Using the material below, return exactly the lines between the one holding "filename crates/registry/src/contact.rs" and the one holding "in the directory.", inclusive, and no others.

Records to process:
***

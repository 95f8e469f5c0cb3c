use chrono::NaiveDateTime;
use serde::{Deserialize, Serialize};

use careforge_core::{Entity, entity_id};
use careforge_registry::PatientId;

entity_id!(
    /// Medical record identifier.
    pub struct MedicalRecordId
);

/// One entry in a patient's chart.
///
/// Immutable after creation: corrections are new entries, never edits.
#[derive(Debug, Clone, PartialEq, Eq, Serialize, Deserialize)]
pub struct MedicalRecord {
    pub id: MedicalRecordId,
    pub patient_id: PatientId,
    pub diagnosis: String,
    pub notes: String,
    pub created_at: NaiveDateTime,
}

impl Entity for MedicalRecord {
    type Id = MedicalRecordId;

    fn id(&self) -> &MedicalRecordId {
        &self.id
    }
}
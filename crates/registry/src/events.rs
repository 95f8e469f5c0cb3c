use chrono::NaiveDateTime;
use serde::{Deserialize, Serialize};

use careforge_events::DomainEvent;

use crate::department::DepartmentId;
use crate::doctor::DoctorId;
use crate::nurse::NurseId;
use crate::patient::PatientId;
use crate::supplier::SupplierId;

/// Event: PatientRegistered.
#[derive(Debug, Clone, PartialEq, Eq, Serialize, Deserialize)]
pub struct PatientRegistered {
    pub patient_id: PatientId,
    pub full_name: String,
    pub occurred_at: NaiveDateTime,
}

/// Event: DoctorRegistered.
#[derive(Debug, Clone, PartialEq, Eq, Serialize, Deserialize)]
pub struct DoctorRegistered {
    pub doctor_id: DoctorId,
    pub license_number: String,
    pub department_id: Option<DepartmentId>,
    pub occurred_at: NaiveDateTime,
}

/// Event: DoctorReassigned.
#[derive(Debug, Clone, PartialEq, Eq, Serialize, Deserialize)]
pub struct DoctorReassigned {
    pub doctor_id: DoctorId,
    /// New assignment; `None` clears the department.
    pub department_id: Option<DepartmentId>,
    pub occurred_at: NaiveDateTime,
}

/// Event: NurseRegistered.
#[derive(Debug, Clone, PartialEq, Eq, Serialize, Deserialize)]
pub struct NurseRegistered {
    pub nurse_id: NurseId,
    pub department_id: DepartmentId,
    pub occurred_at: NaiveDateTime,
}

/// Event: DepartmentCreated.
#[derive(Debug, Clone, PartialEq, Eq, Serialize, Deserialize)]
pub struct DepartmentCreated {
    pub department_id: DepartmentId,
    pub name: String,
    pub occurred_at: NaiveDateTime,
}

/// Event: SupplierRegistered.
#[derive(Debug, Clone, PartialEq, Eq, Serialize, Deserialize)]
pub struct SupplierRegistered {
    pub supplier_id: SupplierId,
    pub name: String,
    pub occurred_at: NaiveDateTime,
}

#[derive(Debug, Clone, PartialEq, Eq, Serialize, Deserialize)]
pub enum RegistryEvent {
    PatientRegistered(PatientRegistered),
    DoctorRegistered(DoctorRegistered),
    DoctorReassigned(DoctorReassigned),
    NurseRegistered(NurseRegistered),
    DepartmentCreated(DepartmentCreated),
    SupplierRegistered(SupplierRegistered),
}

impl DomainEvent for RegistryEvent {
    fn event_type(&self) -> &'static str {
        match self {
            RegistryEvent::PatientRegistered(_) => "registry.patient.registered",
            RegistryEvent::DoctorRegistered(_) => "registry.doctor.registered",
            RegistryEvent::DoctorReassigned(_) => "registry.doctor.reassigned",
            RegistryEvent::NurseRegistered(_) => "registry.nurse.registered",
            RegistryEvent::DepartmentCreated(_) => "registry.department.created",
            RegistryEvent::SupplierRegistered(_) => "registry.supplier.registered",
        }
    }

    fn version(&self) -> u32 {
        1
    }

    fn occurred_at(&self) -> NaiveDateTime {
        match self {
            RegistryEvent::PatientRegistered(e) => e.occurred_at,
            RegistryEvent::DoctorRegistered(e) => e.occurred_at,
            RegistryEvent::DoctorReassigned(e) => e.occurred_at,
            RegistryEvent::NurseRegistered(e) => e.occurred_at,
            RegistryEvent::DepartmentCreated(e) => e.occurred_at,
            RegistryEvent::SupplierRegistered(e) => e.occurred_at,
        }
    }
}
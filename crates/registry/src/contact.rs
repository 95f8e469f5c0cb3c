use serde::{Deserialize, Serialize};

use careforge_core::ValueObject;

/// Contact information for a person or organization in the directory.
#[derive(Debug, Clone, Default, PartialEq, Eq, Serialize, Deserialize)]
pub struct ContactInfo {
    pub email: Option<String>,
    pub phone: Option<String>,
    pub address: Option<String>,
}

impl ValueObject for ContactInfo {}
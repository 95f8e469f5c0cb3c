use chrono::NaiveDate;
use serde::{Deserialize, Serialize};

use careforge_core::{DomainError, DomainResult, Entity, entity_id, validate};
use careforge_registry::PatientId;

use crate::room::RoomId;

entity_id!(
    /// Admission identifier.
    pub struct AdmissionId
);

/// A patient's continuous occupancy of a room between admission and
/// discharge. `discharge_date = None` means currently admitted.
#[derive(Debug, Clone, PartialEq, Eq, Serialize, Deserialize)]
pub struct Admission {
    id: AdmissionId,
    patient_id: PatientId,
    room_id: RoomId,
    admission_date: NaiveDate,
    discharge_date: Option<NaiveDate>,
}

impl Admission {
    /// A fresh admission starts out current (no discharge date).
    pub fn new(
        id: AdmissionId,
        patient_id: PatientId,
        room_id: RoomId,
        admission_date: NaiveDate,
    ) -> Self {
        Self {
            id,
            patient_id,
            room_id,
            admission_date,
            discharge_date: None,
        }
    }

    pub fn id_typed(&self) -> AdmissionId {
        self.id
    }

    pub fn patient_id(&self) -> PatientId {
        self.patient_id
    }

    pub fn room_id(&self) -> RoomId {
        self.room_id
    }

    pub fn admission_date(&self) -> NaiveDate {
        self.admission_date
    }

    pub fn discharge_date(&self) -> Option<NaiveDate> {
        self.discharge_date
    }

    /// Whether the patient is still in the room.
    pub fn is_current(&self) -> bool {
        self.discharge_date.is_none()
    }

    /// Lifecycle step: the same admission, discharged on `date`.
    ///
    /// Discharge is terminal; a second call reports the existing discharge
    /// rather than recording another one.
    pub fn discharged(&self, date: NaiveDate) -> DomainResult<Admission> {
        if let Some(existing) = self.discharge_date {
            return Err(DomainError::terminal(format!(
                "admission already discharged on {existing}"
            )));
        }
        validate::not_before("discharge_date", date, "admission_date", self.admission_date)?;
        Ok(Admission {
            discharge_date: Some(date),
            ..self.clone()
        })
    }
}

impl Entity for Admission {
    type Id = AdmissionId;

    fn id(&self) -> &AdmissionId {
        &self.id
    }
}

#[cfg(test)]
mod tests {
    use super::*;
    use careforge_core::EntityId;

    fn date(y: i32, m: u32, d: u32) -> NaiveDate {
        NaiveDate::from_ymd_opt(y, m, d).unwrap()
    }

    fn admission() -> Admission {
        Admission::new(
            AdmissionId::new(EntityId::new()),
            PatientId::new(EntityId::new()),
            RoomId::new(EntityId::new()),
            date(2026, 5, 1),
        )
    }

    #[test]
    fn new_admission_is_current() {
        assert!(admission().is_current());
    }

    #[test]
    fn discharge_sets_the_date_once() {
        let discharged = admission().discharged(date(2026, 5, 4)).unwrap();
        assert!(!discharged.is_current());
        assert_eq!(discharged.discharge_date(), Some(date(2026, 5, 4)));

        let err = discharged.discharged(date(2026, 5, 5)).unwrap_err();
        assert!(matches!(err, DomainError::AlreadyInTerminalState(_)));
    }

    #[test]
    fn same_day_discharge_is_allowed() {
        assert!(admission().discharged(date(2026, 5, 1)).is_ok());
    }

    #[test]
    fn discharge_cannot_precede_admission() {
        let err = admission().discharged(date(2026, 4, 30)).unwrap_err();
        assert!(matches!(err, DomainError::Validation(_)));
    }
}
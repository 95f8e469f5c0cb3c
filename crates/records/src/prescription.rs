use chrono::NaiveDate;
use serde::{Deserialize, Serialize};

use careforge_core::{Entity, entity_id};
use careforge_registry::{DoctorId, PatientId};

entity_id!(
    /// Prescription identifier.
    pub struct PrescriptionId
);

/// A medication order issued by a doctor for a patient.
#[derive(Debug, Clone, PartialEq, Eq, Serialize, Deserialize)]
pub struct Prescription {
    pub id: PrescriptionId,
    pub patient_id: PatientId,
    pub doctor_id: DoctorId,
    pub medication_name: String,
    pub dosage: String,
    pub issued_date: NaiveDate,
    /// Always strictly after `issued_date`.
    pub expiry_date: NaiveDate,
}

impl Entity for Prescription {
    type Id = PrescriptionId;

    fn id(&self) -> &PrescriptionId {
        &self.id
    }
}
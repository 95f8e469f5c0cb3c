use chrono::NaiveDateTime;
use serde::{Deserialize, Serialize};

use careforge_events::DomainEvent;

use crate::engine::LotDeduction;
use crate::item::InventoryItemId;
use crate::stock::StockId;

/// Event: StockConsumed.
#[derive(Debug, Clone, PartialEq, Eq, Serialize, Deserialize)]
pub struct StockConsumed {
    pub item_id: InventoryItemId,
    /// Per-lot shares, soonest expiry first; they sum to the requested
    /// quantity.
    pub deductions: Vec<LotDeduction>,
    pub occurred_at: NaiveDateTime,
}

/// Event: StockReceived.
#[derive(Debug, Clone, PartialEq, Eq, Serialize, Deserialize)]
pub struct StockReceived {
    pub stock_id: StockId,
    pub item_id: InventoryItemId,
    pub quantity: i64,
    pub occurred_at: NaiveDateTime,
}

#[derive(Debug, Clone, PartialEq, Eq, Serialize, Deserialize)]
pub enum InventoryEvent {
    StockConsumed(StockConsumed),
    StockReceived(StockReceived),
}

impl DomainEvent for InventoryEvent {
    fn event_type(&self) -> &'static str {
        match self {
            InventoryEvent::StockConsumed(_) => "inventory.stock.consumed",
            InventoryEvent::StockReceived(_) => "inventory.stock.received",
        }
    }

    fn version(&self) -> u32 {
        1
    }

    fn occurred_at(&self) -> NaiveDateTime {
        match self {
            InventoryEvent::StockConsumed(e) => e.occurred_at,
            InventoryEvent::StockReceived(e) => e.occurred_at,
        }
    }
}
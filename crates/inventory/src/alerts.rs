//! Reorder and expiry alerting.
//!
//! Pure queries over caller-supplied snapshots; no store port involved.

use std::collections::HashMap;

use chrono::NaiveDate;

use crate::item::{InventoryItem, InventoryItemId};
use crate::stock::InventoryStock;

/// Items whose total on-hand quantity has fallen to or below their reorder
/// level. Items with no stock rows count as zero on hand.
pub fn reorder_alerts<'a>(
    items: &'a [InventoryItem],
    stocks_by_item: &HashMap<InventoryItemId, Vec<InventoryStock>>,
) -> Vec<&'a InventoryItem> {
    items
        .iter()
        .filter(|item| {
            let on_hand: i64 = stocks_by_item
                .get(&item.id_typed())
                .map(|lots| lots.iter().map(InventoryStock::quantity_on_hand).sum())
                .unwrap_or(0);
            on_hand <= item.reorder_level()
        })
        .collect()
}

/// Lots expiring within `horizon_days` of `as_of`, already-expired included.
///
/// Lots without an expiration date never alert.
pub fn expiry_alerts<'a>(
    stocks: &'a [InventoryStock],
    as_of: NaiveDate,
    horizon_days: i64,
) -> Vec<&'a InventoryStock> {
    stocks
        .iter()
        .filter(|lot| match lot.expiration_date() {
            Some(expiry) => (expiry - as_of).num_days() <= horizon_days,
            None => false,
        })
        .collect()
}
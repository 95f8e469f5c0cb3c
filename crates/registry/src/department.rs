use serde::{Deserialize, Serialize};

use careforge_core::{Entity, entity_id};

entity_id!(
    /// Department identifier.
    pub struct DepartmentId
);

/// Directory entry: a hospital department.
///
/// Departments own no child lifecycle; doctors and nurses merely reference
/// them and may be reassigned.
#[derive(Debug, Clone, PartialEq, Eq, Serialize, Deserialize)]
pub struct Department {
    pub id: DepartmentId,
    /// Unique across the directory.
    pub name: String,
    pub floor_number: i32,
}

impl Entity for Department {
    type Id = DepartmentId;

    fn id(&self) -> &DepartmentId {
        &self.id
    }
}
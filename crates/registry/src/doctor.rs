use chrono::NaiveDate;
use serde::{Deserialize, Serialize};

use careforge_core::{Entity, entity_id};

use crate::department::DepartmentId;

entity_id!(
    /// Doctor identifier.
    pub struct DoctorId
);

/// Directory entry: a practicing doctor.
#[derive(Debug, Clone, PartialEq, Eq, Serialize, Deserialize)]
pub struct Doctor {
    pub id: DoctorId,
    pub full_name: String,
    pub specialty: String,
    /// Medical license number; unique across the directory.
    pub license_number: String,
    /// Doctors may be unassigned and can be moved between departments.
    pub department_id: Option<DepartmentId>,
    pub hire_date: NaiveDate,
}

impl Entity for Doctor {
    type Id = DoctorId;

    fn id(&self) -> &DoctorId {
        &self.id
    }
}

***

Response box:
filename crates/registry/src/contact.rs
repository 95f8e469f5c0cb3c
use serde::{Deserialize, Serialize};

use careforge_core::ValueObject;

/// Contact information for a person or organization in the directory.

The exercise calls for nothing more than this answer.